Going to Chancery Court for divorce proceedings can be a stressful period especially if your divorce is highly contentious like mine was.
If you are incredibly lucky most of the issues were ironed out with mediation and this court appearance is merely a formality to make an official divorce decree from the mediation paperwork.
My divorce proceedings were so contentious that I had to endure multiple hearings, some lasting the entire day, during the 13 months it took between the filing for divorce and the final divorce decree.
Partly due to time elapsed and partly due to my mind trying to bury this painful period in my life, I do not know the exact number of times I had to appear in court.
Off the top of my head I can rattle off 7 different hearings but know I am likely missing several more.
This is where hopefully you have built a large financial reserve prior to divorce that can withstand the financial hit you are about to undertake.
In my situation every court day racked up massive bills:
- Paid work coverage: $1600/day.
- Legal fees: $300/hr x 8 hrs = $2400.
- If an expert witness testified on my behalf, minimum court appearance fee: $5000.

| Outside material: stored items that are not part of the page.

use chrono::{DateTime, Utc};
use serde::{Deserialize, Serialize};

use super::ObjectId;

pub const ALERT_STATUS_NEW: &str = "NEW";
pub const ALERT_STATUS_ACK: &str = "ACK";

#[derive(Debug, Clone, Default, PartialEq, Serialize, Deserialize)]
#[serde(default, rename_all = "camelCase")]
pub struct Alert {
    pub id: ObjectId,
    pub alert_category: String,
    pub alert_code: String,
    pub alert_severity: String,
    pub alert_status: String,
    pub description: String,
    pub date: DateTime<Utc>,
    pub hostname: String,
}

/// Body of `POST /alerts/ack`.
#[derive(Debug, Clone, Default, PartialEq, Serialize, Deserialize)]
#[serde(default, rename_all = "camelCase", deny_unknown_fields)]
pub struct AckAlertsRequest {
    pub ids: Vec<ObjectId>,
}
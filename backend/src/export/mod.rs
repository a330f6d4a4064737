//! File formats produced and consumed by the API: XLSX workbooks for the
//! export endpoints and CSV files for contract samples and imports.

pub mod csv;
pub mod xlsx;

pub use xlsx::{Cell, Sheet, Workbook};

/// MIME type of `.xlsx` workbooks.
pub const XLSX_CONTENT_TYPE: &str =
    "application/vnd.openxmlformats-officedocument.spreadsheetml.sheet";

/// MIME type of CSV files.
pub const CSV_CONTENT_TYPE: &str = "text/csv";

#[derive(Debug, thiserror::Error)]
pub enum ExportError {
    #[error("zip error: {0}")]
    Zip(#[from] zip::result::ZipError),

    #[error("I/O error: {0}")]
    Io(#[from] std::io::Error),

    #[error("CSV error: {0}")]
    Csv(#[from] ::csv::Error),
}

- Record of court transcription for lawyer to review: $500+ (I remember receiving one lengthy transcript bill for over $1k).
It truly felt like I was hemorrhaging money during this time.
During the course of the trial, your opposition will get his or her chance to paint an ugly picture of you and why they deserve this or that.
It took great restraint to sit through the lies my ex-wife told “under oath.”
During this process have pen and paper available so that you can quickly write down your thoughts to pass to your lawyer to use when it is his or her turn to cross-examine the witness.
I specifically wrote down questions as the trial progressed that my lawyer asked to catch my ex-wife with mistakes she made.
Similar to navigating through the deposition in Step XI of this guide, when you take the stand and are being examined by opposing counsel, it is important not to divulge any more than what is being asked.
It is wise to pause and think of exactly what is being asked of you and what the lawyer is trying to capitalize on.
It is a cat and mouse type interaction and I would often tilt the playing field to my advantage when I could predict her line of questioning and preemptively counter it with my ensuing statement.
Step XIII: Character Witnesses.
Invariably both parties will have witnesses testify in court on their behalf.
Although there is no stated limit of how many of these witnesses you can bring to court, it is advisable to limit it to as few as possible that have had meaningful interactions (always stress quality over quantity).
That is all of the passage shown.